What needs to be done: All lines that hold the string "RentResult" should be copied. Find them in the listing below.

The records:

※

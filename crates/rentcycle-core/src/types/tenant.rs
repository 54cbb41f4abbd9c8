//! Tenant identity and occupancy snapshot.

use rust_decimal::Decimal;
use serde::{Deserialize, Serialize};
use std::fmt;

use super::Date;
use crate::error::{RentError, RentResult};

/// Tenant identifier.
#[derive(Debug, Clone, Hash, Eq, PartialEq, Ord, PartialOrd, Serialize, Deserialize)]
pub struct TenantId(pub String);

impl TenantId {
    /// Create a new tenant ID.
    pub fn new(id: impl Into<String>) -> Self {
        Self(id.into())
    }

    /// Get the ID as a string slice.
    pub fn as_str(&self) -> &str {
        &self.0
    }
}

impl fmt::Display for TenantId {
    fn fmt(&self, f: &mut fmt::Formatter<'_>) -> fmt::Result {
        write!(f, "{}", self.0)
    }
}

impl From<String> for TenantId {
    fn from(s: String) -> Self {
        Self(s)
    }
}

impl From<&str> for TenantId {
    fn from(s: &str) -> Self {
        Self(s.to_string())
    }
}

/// Immutable view of a tenant's occupancy, as fetched by the caller.
#[derive(Debug, Clone, PartialEq, Eq, Serialize, Deserialize)]
pub struct TenantSnapshot {
    /// Tenant identifier.
    pub tenant_id: TenantId,
    /// Move-in date.
    pub check_in_date: Date,
    /// Move-out date, if the tenant has left or is scheduled to.
    #[serde(default)]
    pub check_out_date: Option<Date>,
    /// Current rent per billing cycle.
    pub rent_amount: Decimal,
}

impl TenantSnapshot {
    /// Creates a snapshot for a tenant that has not checked out.
    pub fn new(tenant_id: impl Into<TenantId>, check_in_date: Date, rent_amount: Decimal) -> Self {
        Self {
            tenant_id: tenant_id.into(),
            check_in_date,
            check_out_date: None,
            rent_amount,
        }
    }

    /// Sets the check-out date.
    #[must_use]
    pub fn with_check_out(mut self, date: Date) -> Self {
        self.check_out_date = Some(date);
        self
    }

    /// Checks the snapshot against the occupancy rules.
    ///
    /// # Errors
    ///
    /// Returns `RentError::InvalidInput` for a negative rent amount or a
    /// check-out before check-in.
    pub fn validate(&self) -> RentResult<()> {
        if self.rent_amount < Decimal::ZERO {
            return Err(RentError::invalid_input(
                "rent_amount",
                format!("must not be negative, got {}", self.rent_amount),
            ));
        }
        if let Some(check_out) = self.check_out_date {
            if check_out < self.check_in_date {
                return Err(RentError::invalid_input(
                    "check_out_date",
                    format!("{check_out} is before check-in {}", self.check_in_date),
                ));
            }
        }
        Ok(())
    }

    /// Last day the tenant is billable as of `as_of`.
    ///
    /// This is `as_of` itself, or the check-out date when the tenant left
    /// earlier.
    #[must_use]
    pub fn billable_until(&self, as_of: Date) -> Date {
        match self.check_out_date {
            Some(check_out) if check_out < as_of => check_out,
            _ => as_of,
        }
    }

    /// Returns true if the tenant had left on or before `as_of`.
    #[must_use]
    pub fn has_left_by(&self, as_of: Date) -> bool {
        self.check_out_date.is_some_and(|d| d <= as_of)
    }
}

※

Result below:
use crate::error::{RentError, RentResult};
    pub fn validate(&self) -> RentResult<()> {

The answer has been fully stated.